|HB 0262||Relating to Certain State Vehicles|
|Sponsor:||DOUGHERTY||Handling House Bill:|
|Last Action:||03/02/95 - Reported Do Pass H Energy & Environment Comm. w/HCA 1|
HB0262 Dougherty, Patrick
C O M M I T T E E
HB 262, HCA 1 -- ALTERNATIVE FUEL VEHICLES
COMMITTEE ACTION: Voted "do pass" by the Committee on Energy and Environment by a vote of 15 to 0.
This bill modifies the Fuel Conservation for State Vehicles Program.
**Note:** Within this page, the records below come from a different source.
//! LLM provider configuration structures.

use std::collections::HashMap;

use serde::{Deserialize, Serialize};

use crate::error::Result;

/// Name of the provider entry created by default.
pub const DEFAULT_PROVIDER_NAME: &str = "openrouter";

/// Provider configuration.
///
/// Settings for one entry under `[llm.providers.<name>]`. Every provider
/// speaks the OpenAI-compatible chat-completions protocol.
///
/// # Fields
/// - `endpoint`: API base or full chat-completions URL
/// - `api_key`: bearer credential; the provider is disabled without one
/// - `model`: model name
/// - `max_tokens`: default completion limit (per-request limits take precedence)
/// - `temperature`: sampling temperature in `0.0..=2.0` (optional)
/// - `headers`: extra HTTP headers sent with every request
/// - `extra`: additional provider-specific parameters
///
/// # Example
/// ```toml
/// [llm.providers.openrouter]
/// endpoint = "https://openrouter.ai/api"
/// api_key = "sk-or-..."
/// model = "openai/gpt-4o"
///
/// [llm.providers.openrouter.headers]
/// "HTTP-Referer" = "https://openhub.ai"
/// "X-Title" = "OpenHub AI"
/// ```
#[derive(Clone, Deserialize, Serialize)]
pub struct ProviderConfig {
    /// API endpoint.
    pub endpoint: Option<String>,

    /// API key.
    #[serde(skip_serializing)]
    pub api_key: Option<String>,

    /// Model name.
    pub model: String,

    /// Maximum generated token count.
    pub max_tokens: Option<u32>,

    /// Sampling temperature in `0.0..=2.0`.
    pub temperature: Option<f32>,

    /// Extra request headers.
    #[serde(default)]
    pub headers: HashMap<String, String>,

    /// Additional provider-specific parameters.
    #[serde(flatten)]
    pub extra: HashMap<String, serde_json::Value>,
}

impl ProviderConfig {
    /// The built-in OpenRouter entry (no key).
    pub fn openrouter() -> Self {
        let mut headers = HashMap::new();
        headers.insert("HTTP-Referer".to_string(), "https://openhub.ai".to_string());
        headers.insert("X-Title".to_string(), "OpenHub AI".to_string());
        Self {
            endpoint: Some("https://openrouter.ai/api".to_string()),
            api_key: None,
            model: "openai/gpt-4o".to_string(),
            max_tokens: None,
            temperature: None,
            headers,
            extra: HashMap::new(),
        }
    }

    /// Validates provider configuration.
    pub fn validate(&self, name: &str) -> Result<()> {
        use crate::error::OpenHubError;
        if let Some(temp) = self.temperature
            && !(0.0..=2.0).contains(&temp)
        {
            return Err(OpenHubError::Config(format!(
                "Provider '{}': temperature {} out of range [0.0, 2.0]",
                name, temp
            )));
        }
        if let Some(ref key) = self.api_key
            && key.trim().is_empty()
        {
            return Err(OpenHubError::Config(format!(
                "Provider '{}': api_key is empty",
                name
            )));
        }
        if self.model.trim().is_empty() {
            return Err(OpenHubError::Config(format!(
                "Provider '{}': model is empty",
                name
            )));
        }
        Ok(())
    }
}

impl std::fmt::Debug for ProviderConfig {
    fn fmt(&self, f: &mut std::fmt::Formatter<'_>) -> std::fmt::Result {
        use crate::llm::provider::utils::mask_api_key;
        let masked_key = self.api_key.as_deref().map(mask_api_key);
        f.debug_struct("ProviderConfig")
            .field("endpoint", &self.endpoint)
            .field("api_key", &masked_key)
            .field("model", &self.model)
            .field("max_tokens", &self.max_tokens)
            .field("temperature", &self.temperature)
            .field("headers", &self.headers)
            .finish()
    }
}

/// LLM configuration.
///
/// # Fields
/// - `default_provider`: provider name, matching a key under `[llm.providers.<name>]`
/// - `fallback_providers`: providers to try in order if the primary provider fails
/// - `providers`: per-provider settings map (defaults to a single `openrouter` entry)
///
/// When every provider fails, summaries are produced by the built-in heuristics.
#[derive(Debug, Clone, Deserialize, Serialize)]
pub struct LLMConfig {
    /// Provider name used by default.
    #[serde(default = "default_provider_name")]
    pub default_provider: String,

    /// Providers tried in order when `default_provider` fails.
    #[serde(default)]
    pub fallback_providers: Vec<String>,

    /// Provider settings keyed by provider name.
    #[serde(default = "default_providers")]
    pub providers: HashMap<String, ProviderConfig>,
}

impl Default for LLMConfig {
    fn default() -> Self {
        Self {
            default_provider: default_provider_name(),
            fallback_providers: Vec::new(),
            providers: default_providers(),
        }
    }
}

fn default_provider_name() -> String {
    DEFAULT_PROVIDER_NAME.to_string()
}

fn default_providers() -> HashMap<String, ProviderConfig> {
    let mut providers = HashMap::new();
    providers.insert(DEFAULT_PROVIDER_NAME.to_string(), ProviderConfig::openrouter());
    providers
}

#[cfg(test)]
mod tests {
    use super::*;
    use pretty_assertions::assert_eq;

    #[test]
    fn test_default_llm_config_has_openrouter() {
        let config = LLMConfig::default();
        assert_eq!(config.default_provider, "openrouter");
        let provider = &config.providers["openrouter"];
        assert_eq!(provider.model, "openai/gpt-4o");
        assert_eq!(provider.api_key, None);
        assert_eq!(provider.headers["X-Title"], "OpenHub AI");
    }

    #[test]
    fn test_debug_masks_api_key() {
        let mut provider = ProviderConfig::openrouter();
        provider.api_key = Some("sk-or-v1-abcdefghijkl".to_string());
        let debug = format!("{:?}", provider);
        assert!(!debug.contains("abcdefghijkl"));
        assert!(debug.contains("sk-o...ijkl"));
    }

    #[test]
    fn test_validate_temperature_range() {
        let mut provider = ProviderConfig::openrouter();
        provider.temperature = Some(2.5);
        assert!(provider.validate("openrouter").is_err());
        provider.temperature = Some(0.3);
        assert!(provider.validate("openrouter").is_ok());
    }

    #[test]
    fn test_validate_empty_key() {
        let mut provider = ProviderConfig::openrouter();
        provider.api_key = Some("  ".to_string());
        let err = provider.validate("openrouter").unwrap_err();
        assert!(err.to_string().contains("api_key is empty"));
    }

    #[test]
    fn test_api_key_not_serialized() {
        let mut provider = ProviderConfig::openrouter();
        provider.api_key = Some("secret-key-value".to_string());
        let toml = toml::to_string(&provider).unwrap();
        assert!(!toml.contains("secret-key-value"));
    }
}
The deadline for state agencies to submit vehicle fleet energy conservation plans is changed from January 1, 1993, to October 1, 1995, and the deadline to achieve a 20% reduction in fuel consumption by state vehicles is changed from 1997 to 1999. Fuel economy for alternative fuel vehicles will be determined by methods outlined in federal regulations.
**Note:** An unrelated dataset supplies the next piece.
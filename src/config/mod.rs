mod loader;
mod structs;

pub use loader::{get_config_dir, load_config, load_config_from};
pub use structs::*;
The bill also changes cost requirements for alternative fuel vehicle purchase or conversion. Rather than requiring the cost of these vehicles to not exceed the cost of conventional vehicles by more than 5%, state agencies will use the lowest life cycle costing methods, and include conversion costs for vehicles that were not originally manufactured to use alternative fuels.
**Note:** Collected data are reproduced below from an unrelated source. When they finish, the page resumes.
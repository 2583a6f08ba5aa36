//! Outbound HTTP settings.

use serde::{Deserialize, Serialize};

use crate::error::{OpenHubError, Result};

/// Settings of the shared outbound client used for GitHub, the LLM
/// endpoint and YouTube.
///
/// Retries only apply to LLM calls; GitHub and YouTube failures are
/// reported to the caller as they are.
///
/// # Example
/// ```toml
/// [network]
/// request_timeout = 30
/// connect_timeout = 5
/// max_retries = 0
/// proxy = "socks5://127.0.0.1:1080"
/// ```
#[derive(Debug, Clone, Deserialize, Serialize)]
pub struct NetworkConfig {
    /// Whole-request timeout, seconds.
    #[serde(default = "default_request_timeout")]
    pub request_timeout: u64,

    /// TCP/TLS connect timeout, seconds.
    #[serde(default = "default_connect_timeout")]
    pub connect_timeout: u64,

    /// Extra attempts for a failed LLM request before falling back.
    #[serde(default = "default_max_retries")]
    pub max_retries: usize,

    /// First LLM retry delay, milliseconds. Doubles per attempt.
    #[serde(default = "default_retry_delay_ms")]
    pub retry_delay_ms: u64,

    /// Cap for the LLM retry delay, milliseconds.
    #[serde(default = "default_max_retry_delay_ms")]
    pub max_retry_delay_ms: u64,

    /// Proxy URL for every outbound request (`http://`, `https://` or
    /// `socks5://`). Unset means the system proxy settings apply.
    #[serde(default, skip_serializing_if = "Option::is_none")]
    pub proxy: Option<String>,
}

impl Default for NetworkConfig {
    fn default() -> Self {
        Self {
            request_timeout: default_request_timeout(),
            connect_timeout: default_connect_timeout(),
            max_retries: default_max_retries(),
            retry_delay_ms: default_retry_delay_ms(),
            max_retry_delay_ms: default_max_retry_delay_ms(),
            proxy: None,
        }
    }
}

impl NetworkConfig {
    pub fn validate(&self) -> Result<()> {
        for (name, value) in [
            ("request_timeout", self.request_timeout),
            ("connect_timeout", self.connect_timeout),
        ] {
            if value == 0 {
                return Err(OpenHubError::Config(format!(
                    "network.{} cannot be 0",
                    name
                )));
            }
        }

        if self.max_retry_delay_ms < self.retry_delay_ms {
            return Err(OpenHubError::Config(format!(
                "network.max_retry_delay_ms ({}) is lower than network.retry_delay_ms ({})",
                self.max_retry_delay_ms, self.retry_delay_ms
            )));
        }

        if let Some(proxy) = self.proxy.as_deref()
            && !["http://", "https://", "socks5://", "socks5h://"]
                .iter()
                .any(|scheme| proxy.starts_with(scheme))
        {
            return Err(OpenHubError::Config(format!(
                "network.proxy '{}' must start with http://, https:// or socks5://",
                proxy
            )));
        }
        Ok(())
    }
}

fn default_request_timeout() -> u64 {
    60
}

fn default_connect_timeout() -> u64 {
    10
}

fn default_max_retries() -> usize {
    1
}

fn default_retry_delay_ms() -> u64 {
    1000
}

fn default_max_retry_delay_ms() -> u64 {
    10_000
}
HCA 1 -- allows fuel economy for propane-fueled vehicles to be calculated with methods used for natural gas until federal propane regulations are written; allows the life cycle cost of alternative fuel vehicles to exceed conventional fuel vehicle cost by up to 10%; allows state agencies to purchase alternative fuel vehicles pursuant to other government contracts; and makes technical corrections.
FISCAL NOTE: Estimated Net Cost to All State Funds of $960,439 in FY 96, $898,013 in FY 97, & $836,536 in FY 98.
PROPONENTS: Supporters say that this bill is a needed update of the original state vehicle fleet legislation passed in 1991. It includes realistic target dates, an improved definition of vehicle life-cycle cost, and improved purchasing mechanisms.
Testifying for the bill were Representative Dougherty; Department of Natural Resources Division of Energy; Natural Gas Vehicles Association; and Laclede Gas Company.
OPPONENTS: Those who oppose the bill say that the bill in its present form does not include propane-fueled vehicles in fuel economy determinations.
Testifying against the bill was the Missouri Propane Gas Association.